To grow into an adult, every butterfly goes through 4 stages in its life: egg, larva, pupa and adult. Each stage looks completely different and serves a different purpose in the life of the insect. This process is called complete metamorphosis (transformation or change in shape). Butterflies, moths, beetles, flies and bees have complete metamorphosis. Grasshoppers, crickets, dragonflies, and cockroaches have incomplete metamorphosis. The young (called a nymph) usually look like small adults but without the wings.
A butterfly starts life as a very small, round, oval or cylindrical egg. The egg shape depends on the type of butterfly that laid the egg. Females lay their eggs on or near the plants that will later be eaten by the caterpillar, when it hatches. Many species of butterflies lay a lot of eggs at once so that at least some of them survive. The eggs are laid very close together.
The next stage is the larva. This is also called a caterpillar if the insect is a butterfly or a moth. When the egg hatches, the caterpillar will start to eat the leaf they were born onto. Each caterpillar type likes only certain types of leaves. Since they are tiny and can not travel to a new plant, the caterpillar needs to hatch on the kind of leaf it wants to eat. A caterpillar's exoskeleton can't stretch or grow, so the caterpillar sheds its skin, or molts, four or more times as it grows.
When the caterpillar is full grown and stops eating, it becomes a pupa. The pupa of butterflies is also called a chrysalis. It does not eat during this stage. The chrysalis of most species is brown or green and blends into the background. It is usually suspended under a branch, hidden in leaves or buried underground. The pupa of many moths is protected inside a cocoon of silk. Inside of the pupa, the caterpillar is rapidly changing. Most of its organs and other body parts dissolve and re-form into the organs, tissues, limbs and wings of the adult.

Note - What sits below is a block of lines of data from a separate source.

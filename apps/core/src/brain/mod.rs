//! # Brain Module
//!
//! Fast, non-LLM answer engine for the SiteChat widget.
//! Answers visitor questions straight from the website's knowledge base.
//!
//! ## Components
//! - `intent`: list-request vs specific-question classification
//! - `matcher`: value and title heuristics over the knowledge base
//! - `category`: relevance of a question to the website categories
//! - `composer`: reply rendering and fallbacks
//! - `personality`: optional tone/emoji/markdown pass

pub mod category;
pub mod composer;
pub mod intent;
pub mod matcher;
pub mod personality;

pub use category::relates_to_categories;
pub use composer::{
    clean_text, compose_direct_response, compose_response, render_match, FallbackContext,
};
pub use intent::{is_list_request, IntentClassifier, IntentResult, QueryIntent};
pub use matcher::{
    classify_and_match, match_title, match_value, MatchKind, MatchPlan, MatchResult, Matcher,
    Strategy,
};
pub use personality::{
    apply_personality, DetailLevel, EmojiLevel, PersonalityConfig, PersonalityOverrides,
    PhrasePicker, RngPicker, Tone,
};
//! # Knowledge Module
//!
//! Per-website knowledge base: titled fact categories with ordered values.
//!
//! ## Components
//! - `entry`: `KnowledgeEntry`, the canonical `{title, value[]}` record
//! - `normalize`: tolerant parser turning client payloads into entries
//! - `base`: ordered `KnowledgeBase` with the write-merge rule and edits

pub mod base;
pub mod entry;
pub mod normalize;

pub use base::{EntryUpdate, KnowledgeBase};
pub use entry::{title_key, KnowledgeEntry};
pub use normalize::{normalize_knowledge_base, SENTINEL_TITLE};
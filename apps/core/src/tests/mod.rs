//! Test Module
//!
//! Cross-module test suite for the SiteChat engine.
//!
//! ## Test Categories
//! - `knowledge_tests`: payload normalization and write-merge behavior
//! - `brain_tests`: intent, matching, composition and the personality pass
//! - `responder_tests`: end-to-end requests against an in-memory store

pub mod knowledge_tests;
pub mod responder_tests;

In stage four, the chrysalis opens. Soon a butterfly (imago) comes out. Its wings are folded up against its body. The butterfly or moth pumps blood into the wings to expand them. The adults have long legs, long antennae, and compound eyes. They can fly by flapping their large and colorful wings. Most butterflies eat by sipping nectar and other liquids through their proboscis, a tubular appendage that functions like a straw. The adult is the stage when butterflies and moths mate and reproduce, and when a female lays eggs on leaves, the butterfly life cycle will start all over.